JurisprudênciaIA

Superior Tribunal de Justiça

Acórdão

Relator(a)
Ministra Maria Thereza de Assis Moura
Órgão julgador
Sexta Turma
Data do julgamento
11/03/2014
Data de publicação
26/03/2014

STJ – Acórdão, Rel. Ministra Maria Thereza de Assis Moura, Sexta Turma, j. 11/03/2014, p. 26/03/2014

Ementa

PROCESSO PENAL. HABEAS CORPUS. JULGAMENTO DO RECURSO DE APELAÇÃO. INTIMAÇÃO PESSOAL DO DEFENSOR PÚBLICO OU DATIVO DA SESSÃO DE JULGAMENTO. AUSÊNCIA. NULIDADE. NÃO OCORRÊNCIA. PECULIARIDADES DO CASO CONCRETO. TRANSCURSO DE LARGO PERÍODO DE TEMPO. DENEGAÇÃO DA ORDEM. 1. Não resta dúvida de que a irregularidade apontada (falta de intimação pessoal da defensora dativa da sessão de julgamento da apelação), de fato, corporifica nulidade. Entretanto, é imperioso proceder a um exame acurado das peculiaridades do caso concreto. 2. In casu, o paciente era assistido por defensora dativa, a qual, a despeito de não ter sido intimada pessoalmente, mas apenas pela Imprensa Oficial, da data da sessão de julgamento da apelação, foi cientificada, pessoalmente, da íntegra do acórdão, quedando silente acerca da nulidade. Somente mais de 1 ano após o trânsito em julgado é que se pretendeu ver reconhecida a nulidade, o que não se afigura plausível à luz da segurança jurídica. 3. Não se ignora a irregularidade no processamento da apelação. Entretanto, é necessário ter presente o transcurso de largo período de tempo sem que nada fosse alegado, mesmo com a ciência pessoal da defensora dativa, que poderia ter manejado os recursos cabíveis, contudo, optou-se pelo silêncio.
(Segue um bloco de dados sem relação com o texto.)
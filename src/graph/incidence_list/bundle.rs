use super::DiGraph;
use crate::{graph::*, Result};
use std::collections::HashMap;
use tracing::debug;

impl DiGraph {
    /// Folds every group of parallel live arcs into a single bundle.
    ///
    /// Outgoing simple arcs of each live vertex are grouped by head in
    /// order of first appearance. Groups of two or more become bundles;
    /// single arcs stay simple. Incoming lists are rebuilt from scratch,
    /// so positions within them change. Existing bundles are dissolved and
    /// regrouped first. Shadowed arcs are left alone.
    pub fn bundle_parallel_arcs(&mut self) -> Result<()> {
        self.unbundle_parallel_arcs()?;
        let vertices = self.live.clone();
        for v in vertices.iter() {
            self.vertex_mut(*v)?.clear_incoming();
        }

        let (mut bundles, mut bundled) = (0, 0);
        for v in vertices {
            let simple = self.vertex(v)?.outgoing().simple_arcs().to_vec();
            self.vertex_mut(v)?.clear_outgoing();

            let mut heads = vec![];
            let mut groups: HashMap<VertexId, Vec<ArcId>, ahash::RandomState> = HashMap::default();
            for a in simple {
                let head = self.resolve(a.into())?.head;
                groups
                    .entry(head)
                    .or_insert_with(|| {
                        heads.push(head);
                        vec![]
                    })
                    .push(a);
            }

            for head in heads {
                let members = groups.remove(&head).unwrap_or_default();
                if let [a] = members.as_slice() {
                    let arc = Arc {
                        id: (*a).into(),
                        tail: v,
                        head,
                    };
                    self.attach(&arc, &[])?;
                    continue;
                }
                let b = self.acquire_bundle(v, head, &members);
                let arc = Arc {
                    id: b.into(),
                    tail: v,
                    head,
                };
                self.attach(&arc, &members)?;
                bundles += 1;
                bundled += members.len();
            }
        }
        debug!(bundles, bundled, "bundled parallel arcs");
        Ok(())
    }

    /// Dissolves every bundle, live or shadowed, back into simple arcs.
    ///
    /// Member arcs keep their ids. Arcs of a shadowed bundle stay shadowed.
    pub fn unbundle_parallel_arcs(&mut self) -> Result<()> {
        let vertices: Vec<VertexId> = self.live.iter().chain(self.deactivated.iter()).copied().collect();
        let (mut bundles, mut arcs) = (0, 0);
        for v in vertices {
            let adj = self.vertex(v)?;
            let live: Vec<BundleId> = adj.outgoing().bundles().collect();
            let shadowed: Vec<BundleId> = adj.deactivated_outgoing().bundles().collect();
            let found = live
                .into_iter()
                .map(|b| (b, false))
                .chain(shadowed.into_iter().map(|b| (b, true)));
            for (b, was_shadowed) in found {
                let shell = self.resolve(b.into())?;
                let members = self.members_of(b.into());
                self.detach(&shell, &members)?;
                for m in members.iter() {
                    if let Some(e) = self.arcs.get_mut(m.to_raw(), m.generation()) {
                        e.bundle = None;
                    }
                }
                self.release_bundle(b);
                for m in members.iter() {
                    let arc = Arc {
                        id: (*m).into(),
                        tail: shell.tail,
                        head: shell.head,
                    };
                    self.attach(&arc, &[])?;
                    if was_shadowed {
                        self.deactivate_arc(arc.id)?;
                    }
                }
                bundles += 1;
                arcs += members.len();
            }
        }
        debug!(bundles, arcs, "unbundled parallel arcs");
        Ok(())
    }
}
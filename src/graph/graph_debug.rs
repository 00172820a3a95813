use crate::graph::*;

/// Dumps a [DiGraph] one vertex per line, followed by its outgoing arcs.
///
/// Live arcs print as `--a3--> v1` and bundles as `==b0[a1,a2]==> v1`.
/// Shadowed arcs and bundles print with `~~` instead. Deactivated vertices
/// are listed after the live ones.
pub struct GraphDebug<'a> {
    graph: &'a DiGraph,
    init_indent: usize,
    indent_step: usize,
}

impl<'a> GraphDebug<'a> {
    pub fn new(graph: &'a DiGraph) -> Self {
        Self {
            graph,
            init_indent: 0,
            indent_step: 2,
        }
    }

    pub fn indent(mut self, init: usize, step: usize) -> Self {
        self.init_indent = init;
        self.indent_step = step;
        self
    }

    fn display_indent(&self, f: &mut std::fmt::Formatter<'_>, level: usize) -> std::fmt::Result {
        let indention = self.init_indent + self.indent_step * level;
        write!(f, "{:indention$}", "")
    }

    fn display_arc(&self, f: &mut std::fmt::Formatter<'_>, arc: &Arc, shadowed: bool) -> std::fmt::Result {
        self.display_indent(f, 1)?;
        let line = if shadowed { "~~" } else { "--" };
        match arc.id {
            ArcRef::Simple(a) => writeln!(f, "{}a{}{}> v{}", line, a.to_raw(), line, arc.head.to_raw()),
            ArcRef::Bundle(b) => {
                let members: Vec<String> = self
                    .graph
                    .bundle_members(b)
                    .unwrap_or_default()
                    .iter()
                    .map(|m| format!("a{}", m.to_raw()))
                    .collect();
                let line = if shadowed { "~~" } else { "==" };
                writeln!(
                    f,
                    "{}b{}[{}]{}> v{}",
                    line,
                    b.to_raw(),
                    members.join(","),
                    line,
                    arc.head.to_raw()
                )
            }
        }
    }

    fn display_vertex(&self, f: &mut std::fmt::Formatter<'_>, v: VertexId) -> std::fmt::Result {
        self.display_indent(f, 0)?;
        write!(f, "v{}", v.to_raw())?;
        if !self.graph.is_active(v) {
            write!(f, " (deactivated)")?;
        }
        writeln!(f)?;
        let adj = match self.graph.adjacency(v) {
            Some(adj) => adj,
            None => return Ok(()),
        };
        for (list, shadowed) in [(adj.outgoing(), false), (adj.deactivated_outgoing(), true)] {
            for r in list.iter() {
                if let Some(arc) = self.graph.arc(r) {
                    self.display_arc(f, &arc, shadowed)?;
                }
            }
        }
        Ok(())
    }
}

impl<'a> std::fmt::Debug for GraphDebug<'a> {
    fn fmt(&self, f: &mut std::fmt::Formatter<'_>) -> std::fmt::Result {
        for v in self.graph.iter_vertices() {
            self.display_vertex(f, v)?;
        }
        for v in self.graph.deactivated_vertices() {
            self.display_vertex(f, v)?;
        }
        Ok(())
    }
}
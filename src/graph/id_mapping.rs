use crate::graph::*;
use bimap::BiHashMap;

/// How vertices and arcs of a copied graph correspond to the original.
///
/// Left values are ids in the original, right values ids in the copy.
/// A copy draws ids from its own pools, so the two generally differ.
#[derive(Clone, Debug, Default)]
pub struct IdMapping {
    pub vmap: BiHashMap<VertexId, VertexId>,
    pub amap: BiHashMap<ArcId, ArcId>,
}

impl IdMapping {
    pub fn new() -> Self {
        Self::default()
    }

    pub fn copy_of_vertex(&self, original: &VertexId) -> Option<VertexId> {
        self.vmap.get_by_left(original).copied()
    }

    pub fn original_of_vertex(&self, copy: &VertexId) -> Option<VertexId> {
        self.vmap.get_by_right(copy).copied()
    }

    pub fn copy_of_arc(&self, original: &ArcId) -> Option<ArcId> {
        self.amap.get_by_left(original).copied()
    }

    pub fn original_of_arc(&self, copy: &ArcId) -> Option<ArcId> {
        self.amap.get_by_right(copy).copied()
    }
}
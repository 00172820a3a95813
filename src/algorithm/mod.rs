//! Traversals over any [QueryableGraph](crate::graph::QueryableGraph).
mod traversal;
pub use self::traversal::*;
mod breadth_first;
pub use self::breadth_first::*;
mod depth_first;
pub use self::depth_first::*;
//! Narrative domain - payloads, prompt builders, instructions, and the
//! service tying them to the completion backend.

pub mod builders;
pub mod error;
pub mod instructions;
pub mod payload;
pub mod service;

pub use error::NarrativeError;
pub use instructions::NarrativeTask;
pub use payload::{ChildState, EndingState, FeedbackEvent};
pub use service::NarrativeService;
//! Event prompt builder.

use super::{format_params, format_skills};
use crate::domains::narrative::payload::ChildState;

/// Render the child snapshot into the event-generation user prompt.
pub fn build_event_prompt(state: &ChildState) -> String {
    format!(
        "
名前: {name}
年齢: {age}
夢: {dream}

性格パラメータ（対応順: 創造性, 外向性, 協調性, 勤勉性, 情動性）: {p}
能力パラメータ（対応順: 認知能力, 運動能力, 好奇心, 自己肯定感, 外見）: {a}
スキル: {skills}
",
        name = state.name,
        age = state.age,
        dream = state.dream,
        p = format_params(&state.p),
        a = format_params(&state.a),
        skills = format_skills(&state.skills),
    )
}
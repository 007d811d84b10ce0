//! Core module containing shared infrastructure components.
//!
//! This module provides the foundational building blocks for the relay,
//! including error handling, configuration, server state, and the HTTP
//! surface.

pub mod config;
pub mod error;
pub mod http;
pub mod server;

pub use config::Config;
pub use error::{Error, Result};
pub use http::HttpServer;
pub use server::RelayServer;
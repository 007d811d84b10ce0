//! HTTP error mapping.
//!
//! Every failure crossing the handler boundary - malformed body, upstream
//! completion failure, internal error - becomes HTTP 500 with a JSON body of
//! the form `{"error": <message>}`. The status does not distinguish between
//! categories; the message carries the detail.

use axum::Json;
use axum::extract::rejection::JsonRejection;
use axum::http::StatusCode;
use axum::response::{IntoResponse, Response};
use tracing::error;

use crate::domains::narrative::NarrativeError;

/// Error returned by route handlers.
#[derive(Debug)]
pub struct ApiError(String);

impl ApiError {
    /// Create an API error from a message.
    pub fn new(msg: impl Into<String>) -> Self {
        Self(msg.into())
    }

    /// The message exposed to the client.
    pub fn message(&self) -> &str {
        &self.0
    }
}

impl IntoResponse for ApiError {
    fn into_response(self) -> Response {
        error!("Request failed: {}", self.0);
        (
            StatusCode::INTERNAL_SERVER_ERROR,
            Json(serde_json::json!({ "error": self.0 })),
        )
            .into_response()
    }
}

impl From<JsonRejection> for ApiError {
    fn from(rejection: JsonRejection) -> Self {
        Self(rejection.body_text())
    }
}

impl From<NarrativeError> for ApiError {
    fn from(err: NarrativeError) -> Self {
        Self(err.to_string())
    }
}
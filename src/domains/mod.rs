//! Domains module containing business logic organized by bounded contexts.
//!
//! Each subdomain covers a specific area of the relay: the narrative domain
//! turns gameplay state into prompts, the completion domain talks to the
//! hosted LLM API.

pub mod completion;
pub mod narrative;
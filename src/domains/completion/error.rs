//! Completion-specific error types.

use thiserror::Error;

/// Errors that can occur when calling the hosted completion service.
#[derive(Debug, Error)]
pub enum CompletionError {
    /// No API key was configured at startup.
    #[error("API key not configured")]
    NoApiKey,

    /// Network-level failure reaching the completion service.
    #[error("Network error: {0}")]
    Network(String),

    /// The completion service returned a non-success status.
    #[error("API error (status {status}): {message}")]
    Api { status: u16, message: String },

    /// The response body could not be parsed.
    #[error("Failed to parse response: {0}")]
    Parse(String),

    /// The response contained no usable text choice.
    #[error("Empty completion: {0}")]
    Empty(String),
}

impl CompletionError {
    /// Create a network error.
    pub fn network(msg: impl Into<String>) -> Self {
        Self::Network(msg.into())
    }

    /// Create a parse error.
    pub fn parse(msg: impl Into<String>) -> Self {
        Self::Parse(msg.into())
    }

    /// Create an empty-completion error.
    pub fn empty(msg: impl Into<String>) -> Self {
        Self::Empty(msg.into())
    }
}
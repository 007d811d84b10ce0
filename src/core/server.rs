//! Relay server state and lifecycle management.
//!
//! `RelayServer` is the clone-able handle shared by all route handlers. It
//! owns the immutable configuration and the narrative service, which in turn
//! holds the completion backend. Handlers share no mutable state.

use std::sync::Arc;

use super::config::Config;
use crate::domains::completion::{CompletionBackend, OpenAiClient};
use crate::domains::narrative::NarrativeService;

/// Number of credential characters left visible by [`mask_key`].
const KEY_PREVIEW_LEN: usize = 5;

/// The main relay server handle.
#[derive(Clone)]
pub struct RelayServer {
    /// Server configuration, built once at startup.
    config: Arc<Config>,

    /// Service generating narrative text for the three endpoints.
    narrative: NarrativeService,
}

impl RelayServer {
    /// Create a new relay server with the given configuration.
    ///
    /// The completion client is constructed from the configuration's
    /// completion section; a missing API key surfaces per-request, not here.
    pub fn new(config: Config) -> Self {
        let config = Arc::new(config);
        let client = OpenAiClient::new(config.completion.clone());
        let narrative = NarrativeService::new(Arc::new(client));

        Self { config, narrative }
    }

    /// Create a relay server around a custom completion backend.
    ///
    /// Used by tests to exercise the HTTP surface without network traffic.
    pub fn with_backend(config: Config, backend: Arc<dyn CompletionBackend>) -> Self {
        Self {
            config: Arc::new(config),
            narrative: NarrativeService::new(backend),
        }
    }

    /// Get the server name.
    pub fn name(&self) -> &str {
        &self.config.server.name
    }

    /// Get the server version.
    pub fn version(&self) -> &str {
        &self.config.server.version
    }

    /// Get the server configuration.
    pub fn config(&self) -> &Arc<Config> {
        &self.config
    }

    /// Get the narrative service.
    pub fn narrative(&self) -> &NarrativeService {
        &self.narrative
    }

    /// Masked preview of the configured API key for the root route.
    pub fn key_preview(&self) -> String {
        match self.config.completion.api_key.as_deref() {
            Some(key) => mask_key(key),
            None => "(未設定)".to_string(),
        }
    }
}

/// Keep the first few characters of a credential and mask the rest.
fn mask_key(key: &str) -> String {
    let prefix: String = key.chars().take(KEY_PREVIEW_LEN).collect();
    format!("{prefix}******")
}
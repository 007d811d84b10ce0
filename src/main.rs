//! Relay Entry Point
//!
//! This is the main entry point for the relay. It initializes logging, loads
//! configuration, and starts the HTTP server.

use anyhow::Result;
use tracing::{Level, info};
use tracing_subscriber::{EnvFilter, fmt};

use nurture_relay::{Config, HttpServer, RelayServer};

#[tokio::main]
async fn main() -> Result<()> {
    // Load configuration from environment
    let config = Config::from_env();

    // Initialize logging
    init_logging(&config.logging.level);

    info!("Starting {} v{}", config.server.name, config.server.version);

    // Create the relay server
    let server = RelayServer::new(config.clone());

    info!("Server initialized");

    // Serve the HTTP surface
    let http = HttpServer::new(config.http);
    http.run(server).await?;

    info!("Server shutting down");

    Ok(())
}

/// Initialize the logging subsystem.
///
/// Configures tracing with the specified log level and format.
fn init_logging(level: &str) {
    let level = match level.to_lowercase().as_str() {
        "trace" => Level::TRACE,
        "debug" => Level::DEBUG,
        "info" => Level::INFO,
        "warn" => Level::WARN,
        "error" => Level::ERROR,
        _ => Level::INFO,
    };

    let filter = EnvFilter::from_default_env().add_directive(level.into());

    fmt()
        .with_env_filter(filter)
        .with_target(true)
        .with_thread_ids(false)
        .with_file(false)
        .with_line_number(false)
        .with_writer(std::io::stderr)
        .init();
}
Ademais, cumpre salientar que, no transcorrer do processamento da apelação, em nenhum momento foi ventilada a pretensão de se efetuar sustentação oral. 4. Ordem denegada. (HC n. 260.765/SP, relatora Ministra Maria Thereza de Assis Moura, Sexta Turma, julgado em 11/3/2014, DJe de 26/3/2014.)